Here are some simple facts:
l Those who practice primary care for the oldest among us are a vanishing breed. More geriatricians retire each year than are trained - and this at a time when every eight seconds, one of our countrymen turns 65.
l Geriatrics is the lowest-paying specialty in all of adult medicine. Meanwhile, medical students graduate with six-figure debt loads. Is it any wonder why they choose to practice in other areas of medicine?
l Geriatricians derive their incomes from actually seeing patients - at their office, in hospitals, nursing homes and even home visits - not from doing things to patients. We minister to them, face to face, and bring our cognitive skills and experience, not procedural wares, to aid in decision-making. Medicare has, from the inception of the program, undervalued these cognitive services. When an ear, nose and throat specialist receives significantly more for cleaning wax out of a senior's ear than a geriatrician receives for a "complex office visit" to evaluate that same senior's many medical problems, something is seriously out of balance.
l Overhead costs for those of us in office practice range from 55 percent to 60 percent of collections. By necessity we have already trimmed to the bone our expenses for rent, employee salaries, malpractice insurance and so on, because Medicare payments to doctors have, in essence, gone unchanged since 2001.
Given all this, I think it is fair to say that should Medicare proceed with its planned 23 percent cut in reimbursements for physician services, the current system of privately rendered, office-based primary care for seniors is in danger of becoming extinct.
My patients realize this, even if our legislators and bureaucrats do not. It is increasingly common for primary-care doctors in my community to decline new Medicare patients or to restrict the number of Medicare patients in their practices. Not a day goes by when one of my aging patients doesn't ask me, "You're not going to retire, are you?"
For years now I have said, "Of course not. I'll be here for as long as you need me." And I want to be there, I really do.

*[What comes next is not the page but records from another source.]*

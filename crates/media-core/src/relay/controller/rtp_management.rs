//! RTP session management functionality
//!
//! This module handles all RTP-related operations including session management,
//! packet transmission, remote address updates, and media flow control.

use std::net::SocketAddr;
use std::sync::Arc;
use std::time::Duration;
use tokio::sync::RwLock;
use tracing::{debug, info};
use bytes::Bytes;

use crate::error::{Error, Result, CodecError};
use crate::types::DialogId;
use crate::codec::audio::common::AudioCodec;
use rvoip_rtp_core::RtpSession;

use super::{MediaSessionController, audio_generation::{AudioTransmitter, AudioTransmitterConfig, AudioSource}};

impl MediaSessionController {
    /// Get RTP session for a dialog (for packet transmission)
    pub async fn get_rtp_session(&self, dialog_id: &DialogId) -> Option<Arc<tokio::sync::Mutex<RtpSession>>> {
        let rtp_sessions = self.rtp_sessions.read().await;
        rtp_sessions.get(dialog_id).map(|wrapper| wrapper.session.clone())
    }
    
    /// Send RTP packet for a dialog
    pub async fn send_rtp_packet(&self, dialog_id: &DialogId, payload: Vec<u8>, timestamp: u32) -> Result<()> {
        let rtp_session = self.get_rtp_session(dialog_id).await
            .ok_or_else(|| Error::session_not_found(dialog_id.as_str()))?;
        
        let mut session = rtp_session.lock().await;
        let payload_len = payload.len();
        session.send_packet(timestamp, Bytes::from(payload), false).await
            .map_err(|e| Error::config(format!("Failed to send RTP packet: {}", e)))?;
        
        info!("📤 Sent RTP packet for dialog: {} (timestamp: {}, payload: {} bytes)", dialog_id, timestamp, payload_len);
        Ok(())
    }
    
    /// Update remote address for RTP session
    pub async fn update_rtp_remote_addr(&self, dialog_id: &DialogId, remote_addr: SocketAddr) -> Result<()> {
        let rtp_session = self.get_rtp_session(dialog_id).await
            .ok_or_else(|| Error::session_not_found(dialog_id.as_str()))?;
        
        let mut session = rtp_session.lock().await;
        session.set_remote_addr(remote_addr).await;
        
        // Update wrapper info
        {
            let mut rtp_sessions = self.rtp_sessions.write().await;
            if let Some(wrapper) = rtp_sessions.get_mut(dialog_id) {
                wrapper.remote_addr = Some(remote_addr);
            }
        }
        
        info!("✅ Updated RTP remote address for dialog: {} -> {}", dialog_id, remote_addr);
        Ok(())
    }
    
    /// Set remote address and start audio transmission (called when call is established)
    pub async fn establish_media_flow(&self, dialog_id: &DialogId, remote_addr: SocketAddr) -> Result<()> {
        info!("🔗 Establishing media flow for dialog: {} -> {}", dialog_id, remote_addr);
        
        // Update remote address
        self.update_rtp_remote_addr(dialog_id, remote_addr).await?;
        
        // Start audio transmission in pass-through mode by default
        self.start_audio_transmission(dialog_id).await?;
        
        info!("✅ Media flow established for dialog: {}", dialog_id);
        Ok(())
    }
    
    /// Terminate media flow (called when call ends)
    pub async fn terminate_media_flow(&self, dialog_id: &DialogId) -> Result<()> {
        info!("🛑 Terminating media flow for dialog: {}", dialog_id);
        
        // Stop audio transmission
        self.stop_audio_transmission(dialog_id).await?;
        
        // Clean up advanced processors if they exist
        {
            let mut processors = self.advanced_processors.write().await;
            if processors.remove(dialog_id).is_some() {
                info!("🧹 Cleaned up advanced processors for dialog: {}", dialog_id);
            }
        }
        
        info!("✅ Media flow terminated for dialog: {}", dialog_id);
        Ok(())
    }
    
    /// Start audio transmission for a dialog with default configuration (pass-through mode)
    pub async fn start_audio_transmission(&self, dialog_id: &DialogId) -> Result<()> {
        let config = AudioTransmitterConfig::default(); // Uses pass-through mode
        self.start_audio_transmission_with_config(dialog_id, config).await
    }
    
    /// Start audio transmission for a dialog with tone generation (for backward compatibility)
    pub async fn start_audio_transmission_with_tone(&self, dialog_id: &DialogId) -> Result<()> {
        let config = AudioTransmitterConfig {
            source: AudioSource::Tone { frequency: 440.0, amplitude: 0.5 },
            ..Default::default()
        };
        self.start_audio_transmission_with_config(dialog_id, config).await
    }
    
    /// Start audio transmission for a dialog with custom configuration
    pub async fn start_audio_transmission_with_config(&self, dialog_id: &DialogId, config: AudioTransmitterConfig) -> Result<()> {
        info!("🎵 Starting audio transmission for dialog: {}", dialog_id);
        
        let mut rtp_sessions = self.rtp_sessions.write().await;
        let wrapper = rtp_sessions.get_mut(dialog_id)
            .ok_or_else(|| Error::session_not_found(dialog_id.as_str()))?;
        
        if wrapper.transmission_enabled {
            return Ok(()); // Already started
        }
        
        // Create audio transmitter with custom configuration
        let mut audio_transmitter = AudioTransmitter::new_with_config(wrapper.session.clone(), config);
        audio_transmitter.start().await;
        
        wrapper.audio_transmitter = Some(audio_transmitter);
        wrapper.transmission_enabled = true;
        
        info!("✅ Audio transmission started for dialog: {}", dialog_id);
        Ok(())
    }
    
    /// Stop audio transmission for a dialog
    pub async fn stop_audio_transmission(&self, dialog_id: &DialogId) -> Result<()> {
        info!("🛑 Stopping audio transmission for dialog: {}", dialog_id);
        
        let mut rtp_sessions = self.rtp_sessions.write().await;
        let wrapper = rtp_sessions.get_mut(dialog_id)
            .ok_or_else(|| Error::session_not_found(dialog_id.as_str()))?;
        
        if let Some(transmitter) = &wrapper.audio_transmitter {
            transmitter.stop().await;
        }
        
        wrapper.audio_transmitter = None;
        wrapper.transmission_enabled = false;
        
        info!("✅ Audio transmission stopped for dialog: {}", dialog_id);
        Ok(())
    }
    
    /// Check if audio transmission is active for a dialog
    pub async fn is_audio_transmission_active(&self, dialog_id: &DialogId) -> bool {
        let rtp_sessions = self.rtp_sessions.read().await;
        if let Some(wrapper) = rtp_sessions.get(dialog_id) {
            if let Some(transmitter) = &wrapper.audio_transmitter {
                return transmitter.is_active().await;
            }
        }
        false
    }
    
    /// Set custom audio samples for transmission
    pub async fn set_custom_audio(&self, dialog_id: &DialogId, samples: Vec<u8>, repeat: bool) -> Result<()> {
        info!("🎵 Setting custom audio for dialog: {} ({} samples, repeat: {})", dialog_id, samples.len(), repeat);
        
        let rtp_sessions = self.rtp_sessions.read().await;
        let wrapper = rtp_sessions.get(dialog_id)
            .ok_or_else(|| Error::session_not_found(dialog_id.as_str()))?;
        
        if let Some(transmitter) = &wrapper.audio_transmitter {
            transmitter.set_custom_audio(samples, repeat).await;
            info!("✅ Custom audio set for dialog: {}", dialog_id);
        } else {
            return Err(Error::config("Audio transmission not active for dialog".to_string()));
        }
        
        Ok(())
    }
    
    /// Set tone generation parameters for a dialog
    pub async fn set_tone_generation(&self, dialog_id: &DialogId, frequency: f64, amplitude: f64) -> Result<()> {
        info!("🎵 Setting tone generation for dialog: {} ({}Hz, amplitude: {})", dialog_id, frequency, amplitude);
        
        let rtp_sessions = self.rtp_sessions.read().await;
        let wrapper = rtp_sessions.get(dialog_id)
            .ok_or_else(|| Error::session_not_found(dialog_id.as_str()))?;
        
        if let Some(transmitter) = &wrapper.audio_transmitter {
            transmitter.set_tone(frequency, amplitude).await;
            info!("✅ Tone generation set for dialog: {}", dialog_id);
        } else {
            return Err(Error::config("Audio transmission not active for dialog".to_string()));
        }
        
        Ok(())
    }
    
    /// Enable pass-through mode for a dialog (no audio generation)
    pub async fn set_pass_through_mode(&self, dialog_id: &DialogId) -> Result<()> {
        info!("🔄 Setting pass-through mode for dialog: {}", dialog_id);
        
        let rtp_sessions = self.rtp_sessions.read().await;
        let wrapper = rtp_sessions.get(dialog_id)
            .ok_or_else(|| Error::session_not_found(dialog_id.as_str()))?;
        
        if let Some(transmitter) = &wrapper.audio_transmitter {
            transmitter.set_pass_through().await;
            info!("✅ Pass-through mode enabled for dialog: {}", dialog_id);
        } else {
            return Err(Error::config("Audio transmission not active for dialog".to_string()));
        }
        
        Ok(())
    }
    
    /// Start audio transmission with custom audio samples
    pub async fn start_audio_transmission_with_custom_audio(&self, dialog_id: &DialogId, samples: Vec<u8>, repeat: bool) -> Result<()> {
        let config = AudioTransmitterConfig {
            source: AudioSource::CustomSamples { samples, repeat },
            ..Default::default()
        };
        self.start_audio_transmission_with_config(dialog_id, config).await
    }
    
    /// Encode and send audio frame (for session-core to delegate encoding)
    /// This method accepts raw PCM audio, encodes it using the configured codec,
    /// and sends it via RTP
    pub async fn encode_and_send_audio_frame(&self, dialog_id: &DialogId, pcm_samples: Vec<i16>, timestamp: u32) -> Result<()> {
        // Get session info to determine codec
        let codec_payload_type = {
            let sessions = self.sessions.read().await;
            let session = sessions.get(dialog_id)
                .ok_or_else(|| Error::session_not_found(dialog_id.as_str()))?;
            
            // Determine payload type from configured codec
            session.config.preferred_codec
                .as_ref()
                .and_then(|codec| self.codec_mapper.codec_to_payload(codec))
                .unwrap_or(0) // Default to PCMU
        };
        
        // Create AudioFrame for codec interface
        let audio_frame = crate::types::AudioFrame::new(
            pcm_samples,
            8000, // Default for G.711
            1,    // Default mono
            timestamp
        );
        
        // Encode based on payload type
        let encoded_payload = match codec_payload_type {
            0 => {
                // PCMU encoding using media-core's G711Codec
                let mut codec = self.g711_codec.lock().await;
                codec.encode(&audio_frame)?
            },
            8 => {
                // PCMA encoding - create temporary codec
                use crate::codec::audio::G711Codec;
                let mut codec = G711Codec::a_law(8000, 1)?;
                codec.encode(&audio_frame)?
            },
            _ => {
                // For other codecs, we would need to instantiate them here
                // For now, return an error
                return Err(Error::unsupported_payload_type(codec_payload_type));
            }
        };
        
        // Send the encoded packet via RTP
        self.send_rtp_packet(dialog_id, encoded_payload, timestamp).await?;
        
        debug!("✅ Encoded and sent audio frame for dialog: {} (codec PT: {}, timestamp: {})", 
               dialog_id, codec_payload_type, timestamp);
        Ok(())
    }
}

But for me and other primary-care doctors around the country - especially geriatricians - this is a critical time. Congress must act to fix this unfair and ailing system for the long term. It must find an equitable substitute for Medicare's flawed "sustainable growth rate formula" that caused this problem in the first place.
These days I can no longer promise my patients that I will be there when they need me. If Congress allows these unkindest of cuts to occur, the already-fragile health-care system serving our seniors will bleed.
Jerald Winakur is the author of "Memory Lessons: A Doctor's Story" and a clinical professor of medicine and an associate faculty member at the Center for Medical Humanities and Ethics at the University of Texas Health Science Center in San Antonio.